▸ **Supplied data**:

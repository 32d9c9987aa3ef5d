#![cfg(not(tarpaulin_include))]

use grant_portal::export::{build_document, render_document_html};
use grant_portal::loader::load_workbook;
use grant_portal::numbering::{compute_numbers, display_label};
use grant_portal::{DateOrder, ImportReport, Logframe, NodeKind, PortalConfig, reconcile};
use std::env;
use std::time::Instant;

fn usage(program: &str) {
    eprintln!("Usage:");
    eprintln!("  {} outline <file.xlsx>            Print the numbered logframe", program);
    eprintln!("  {} document <file.xlsx> <out.html> Render the logframe document", program);
    eprintln!("  {} check <file.xlsx>              Print the import report", program);
}

fn load(path: &str, order: DateOrder) -> Result<(Logframe, ImportReport), Box<dyn std::error::Error>> {
    let book = load_workbook(path)?;
    let mut logframe = Logframe::new();
    let report = reconcile(&book, &mut logframe, order)?;
    Ok((logframe, report))
}

fn print_outline(logframe: &Logframe) {
    let numbering = compute_numbers(logframe, true);

    if !logframe.project.title.is_empty() {
        println!("{}", logframe.project.title);
        println!();
    }
    for goal in &logframe.goals {
        println!("{}", display_label(NodeKind::Goal, None, &goal.name));
    }
    for outcome in &logframe.outcomes {
        println!("  {}", display_label(NodeKind::Outcome, None, &outcome.name));
        for output in logframe.outputs_of(&outcome.id) {
            println!(
                "    {}",
                display_label(NodeKind::Output, numbering.output(&output.id), &output.name)
            );
            for kpi in logframe.kpis_of(&output.id) {
                println!(
                    "      {}",
                    display_label(NodeKind::Kpi, numbering.kpi(&kpi.id), &kpi.name)
                );
            }
            for activity in logframe.activities_of(&output.id) {
                println!(
                    "      {}",
                    display_label(
                        NodeKind::Activity,
                        numbering.activity(&activity.id),
                        &activity.name
                    )
                );
            }
        }
    }
    println!();
    println!(
        "Budget: {} line(s), total {}",
        logframe.budget.len(),
        grant_portal::format::fmt_amount(logframe.funding_total())
    );
}

fn print_report(report: &ImportReport) {
    println!("Goals:        {}", report.goals);
    println!("Outcomes:     {}", report.outcomes);
    println!("Outputs:      {}", report.outputs);
    println!("KPIs:         {} ({} dropped)", report.kpis, report.dropped_kpis);
    println!(
        "Activities:   {} ({} dropped)",
        report.activities, report.dropped_activities
    );
    println!(
        "Budget lines: {} ({} dropped)",
        report.budget_lines, report.dropped_budget_lines
    );
    if report.discarded_goals > 0 || report.discarded_outcomes > 0 {
        println!(
            "Discarded {} extra goal(s) and {} extra outcome(s)",
            report.discarded_goals, report.discarded_outcomes
        );
    }
    for ambiguous in &report.ambiguous {
        println!(
            "Ambiguous: {} row {} '{}' matched {} items",
            ambiguous.sheet, ambiguous.row, ambiguous.name, ambiguous.candidates
        );
    }
}

fn main() -> Result<(), Box<dyn std::error::Error>> {
    env_logger::init();

    let s = Instant::now();
    let args: Vec<String> = env::args().collect();
    let order = PortalConfig::from_env()?.date_order;

    match (args.get(1).map(String::as_str), args.len()) {
        (Some("outline"), 3) => {
            let (logframe, _) = load(&args[2], order)?;
            print_outline(&logframe);
        }
        (Some("document"), 4) => {
            let (logframe, _) = load(&args[2], order)?;
            let html = render_document_html(&build_document(&logframe))?;
            std::fs::write(&args[3], html)?;
            println!("Wrote {}", args[3]);
        }
        (Some("check"), 3) => {
            let (logframe, report) = load(&args[2], order)?;
            print_report(&report);
            for dangling in logframe.dangling_references() {
                println!(
                    "Dangling: {} {} -> {}",
                    dangling.kind, dangling.id, dangling.missing
                );
            }
        }
        _ => {
            usage(args.first().map(String::as_str).unwrap_or("logframe-cli"));
            return Ok(());
        }
    }

    let e = s.elapsed().as_secs_f64();
    println!("Total elapsed time: {:.1} seconds", e);

    Ok(())
}
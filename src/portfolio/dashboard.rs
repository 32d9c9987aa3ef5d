//! Read-only portfolio views: headline metrics, project progress, recent
//! reporting activity and strategic alignment.

use chrono::NaiveDate;
use serde::Serialize;
use std::collections::HashSet;

use super::periods::is_effectively_overdue;
use super::{PeriodStatus, PortfolioStore, ProjectStatus, RowId};

#[derive(Clone, Debug, Default, PartialEq, Serialize)]
pub struct BudgetTotals {
    pub planned: f64,
    pub actual: f64,
}

#[derive(Clone, Debug, Default, PartialEq, Serialize)]
pub struct PortfolioMetrics {
    pub total_planned: f64,
    pub total_actual: f64,
    pub planned_projects: usize,
    pub active_projects: usize,
    pub completed_projects: usize,
    pub open_periods: usize,
    pub overdue_periods: usize,
}

#[derive(Clone, Debug, PartialEq, Serialize)]
pub struct RecentEntry {
    pub period_id: RowId,
    pub label: String,
    pub project_title: String,
    pub due_date: NaiveDate,
    /// Stored status, except open periods past due show as overdue.
    pub status: PeriodStatus,
}

#[derive(Clone, Debug, PartialEq, Serialize)]
pub struct StrategicStatus {
    pub code: String,
    pub name: String,
    pub unit: String,
    pub on_track: usize,
    pub checked: usize,
}

pub fn budget_totals(store: &PortfolioStore, project_id: RowId) -> BudgetTotals {
    store
        .budget_lines_of(project_id)
        .fold(BudgetTotals::default(), |mut totals, line| {
            totals.planned += line.planned_amount;
            totals.actual += line.actual_amount;
            totals
        })
}

pub fn portfolio_metrics(store: &PortfolioStore, today: NaiveDate) -> PortfolioMetrics {
    let mut metrics = PortfolioMetrics::default();

    for line in store.budget_lines.values() {
        metrics.total_planned += line.planned_amount;
        metrics.total_actual += line.actual_amount;
    }
    for project in store.projects.values() {
        match project.status {
            ProjectStatus::Planned => metrics.planned_projects += 1,
            ProjectStatus::InProgress => metrics.active_projects += 1,
            ProjectStatus::Completed => metrics.completed_projects += 1,
        }
    }
    for period in store.periods.values() {
        if is_effectively_overdue(period, today) {
            metrics.overdue_periods += 1;
        } else if period.status == PeriodStatus::Open {
            metrics.open_periods += 1;
        }
    }

    metrics
}

/// Share of the project's duration elapsed on `today`, as a whole percentage.
pub fn project_progress_pct(start: NaiveDate, end: NaiveDate, today: NaiveDate) -> u8 {
    if today <= start {
        return 0;
    }
    if today >= end {
        return 100;
    }
    let elapsed = (today - start).num_days() as f64;
    let total = (end - start).num_days().max(1) as f64;
    (elapsed / total * 100.0).round().clamp(0.0, 100.0) as u8
}

/// Latest reporting periods by due date, newest first.
pub fn recent_activity(store: &PortfolioStore, limit: usize, today: NaiveDate) -> Vec<RecentEntry> {
    let mut periods: Vec<_> = store.periods.values().collect();
    periods.sort_by(|a, b| b.due_date.cmp(&a.due_date).then(a.id.cmp(&b.id)));

    periods
        .into_iter()
        .take(limit)
        .map(|period| {
            let status = if period.status == PeriodStatus::Open && today > period.due_date {
                PeriodStatus::Overdue
            } else {
                period.status
            };
            RecentEntry {
                period_id: period.id,
                label: period.label.clone(),
                project_title: store
                    .projects
                    .get(&period.project_id)
                    .map(|p| p.title.clone())
                    .unwrap_or_else(|| "Unknown project".to_string()),
                due_date: period.due_date,
                status,
            }
        })
        .collect()
}

/// For every strategic indicator, how many mapped (target, actual) pairs
/// were checked and how many of them are on track.
pub fn strategic_status(store: &PortfolioStore) -> Vec<StrategicStatus> {
    store
        .strategic_indicators
        .values()
        .map(|strategic| {
            let mapped: HashSet<RowId> = store
                .mappings
                .values()
                .filter(|m| m.strategic_indicator_id == strategic.id)
                .map(|m| m.indicator_id)
                .collect();

            let mut checked = 0;
            let mut on_track = 0;
            for target in store.targets.values() {
                if !mapped.contains(&target.indicator_id)
                    || !store.indicators.contains_key(&target.indicator_id)
                {
                    continue;
                }
                let Some(actual) = store.actual_for(target.indicator_id, target.period_id) else {
                    continue;
                };
                checked += 1;
                if strategic
                    .direction
                    .on_track(actual.actual_value, target.target_value)
                {
                    on_track += 1;
                }
            }

            StrategicStatus {
                code: strategic.code.clone(),
                name: strategic.name.clone(),
                unit: strategic.unit.clone(),
                on_track,
                checked,
            }
        })
        .collect()
}
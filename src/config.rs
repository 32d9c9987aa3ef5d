use std::path::PathBuf;

use crate::error::{PortalError, Result};
use crate::format::DateOrder;

const DEFAULT_ADDR: &str = "127.0.0.1:3000";
const DEFAULT_DATA_DIR: &str = "database";
const DEFAULT_SESSION_TTL: u64 = 24 * 60 * 60; // 24 hours in seconds

/// Runtime settings for the portal server and CLI.
///
/// Every field has a default; the environment only overrides.
///
/// | variable             | field           |
/// |----------------------|-----------------|
/// | `PORTAL_ADDR`        | `bind_addr`     |
/// | `PORTAL_DATA_DIR`    | `data_dir`      |
/// | `PORTAL_DATE_ORDER`  | `date_order`    |
/// | `PORTAL_SESSION_TTL` | `session_ttl`   |
#[derive(Debug, Clone, PartialEq)]
pub struct PortalConfig {
    pub bind_addr: String,
    pub data_dir: PathBuf,
    pub date_order: DateOrder,
    /// Idle lifetime of a session logframe, in seconds.
    pub session_ttl: u64,
}

impl Default for PortalConfig {
    fn default() -> Self {
        PortalConfig {
            bind_addr: DEFAULT_ADDR.to_string(),
            data_dir: PathBuf::from(DEFAULT_DATA_DIR),
            date_order: DateOrder::DayFirst,
            session_ttl: DEFAULT_SESSION_TTL,
        }
    }
}

impl PortalConfig {
    pub fn from_env() -> Result<Self> {
        Self::from_lookup(|key| std::env::var(key).ok())
    }

    /// Builds the configuration from an arbitrary key lookup.
    pub fn from_lookup<F>(lookup: F) -> Result<Self>
    where
        F: Fn(&str) -> Option<String>,
    {
        let mut config = PortalConfig::default();

        if let Some(addr) = lookup("PORTAL_ADDR").filter(|v| !v.trim().is_empty()) {
            config.bind_addr = addr.trim().to_string();
        }
        if let Some(dir) = lookup("PORTAL_DATA_DIR").filter(|v| !v.trim().is_empty()) {
            config.data_dir = PathBuf::from(dir.trim());
        }
        if let Some(order) = lookup("PORTAL_DATE_ORDER") {
            config.date_order = DateOrder::from_name(&order).ok_or_else(|| {
                PortalError::Config(format!(
                    "PORTAL_DATE_ORDER must be 'day-first' or 'month-first', got '{}'",
                    order
                ))
            })?;
        }
        if let Some(ttl) = lookup("PORTAL_SESSION_TTL") {
            config.session_ttl = ttl.trim().parse().map_err(|_| {
                PortalError::Config(format!("PORTAL_SESSION_TTL must be seconds, got '{}'", ttl))
            })?;
        }

        Ok(config)
    }

    pub fn portfolio_snapshot_path(&self) -> PathBuf {
        self.data_dir.join("portfolio.bin.gz")
    }
}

▸ **What is being asked**: Above are the entries. Quote exactly the lines from the one bearing "use super::periods::is_effectively_overdue;" through the one bearing "metrics.total_planned += line.planned_amount;".

▸ **Result for this exercise**:
use super::periods::is_effectively_overdue;
use super::{PeriodStatus, PortfolioStore, ProjectStatus, RowId};

#[derive(Clone, Debug, Default, PartialEq, Serialize)]
pub struct BudgetTotals {
    pub planned: f64,
    pub actual: f64,
}

#[derive(Clone, Debug, Default, PartialEq, Serialize)]
pub struct PortfolioMetrics {
    pub total_planned: f64,
    pub total_actual: f64,
    pub planned_projects: usize,
    pub active_projects: usize,
    pub completed_projects: usize,
    pub open_periods: usize,
    pub overdue_periods: usize,
}

#[derive(Clone, Debug, PartialEq, Serialize)]
pub struct RecentEntry {
    pub period_id: RowId,
    pub label: String,
    pub project_title: String,
    pub due_date: NaiveDate,
    /// Stored status, except open periods past due show as overdue.
    pub status: PeriodStatus,
}

#[derive(Clone, Debug, PartialEq, Serialize)]
pub struct StrategicStatus {
    pub code: String,
    pub name: String,
    pub unit: String,
    pub on_track: usize,
    pub checked: usize,
}

pub fn budget_totals(store: &PortfolioStore, project_id: RowId) -> BudgetTotals {
    store
        .budget_lines_of(project_id)
        .fold(BudgetTotals::default(), |mut totals, line| {
            totals.planned += line.planned_amount;
            totals.actual += line.actual_amount;
            totals
        })
}

pub fn portfolio_metrics(store: &PortfolioStore, today: NaiveDate) -> PortfolioMetrics {
    let mut metrics = PortfolioMetrics::default();

    for line in store.budget_lines.values() {
        metrics.total_planned += line.planned_amount;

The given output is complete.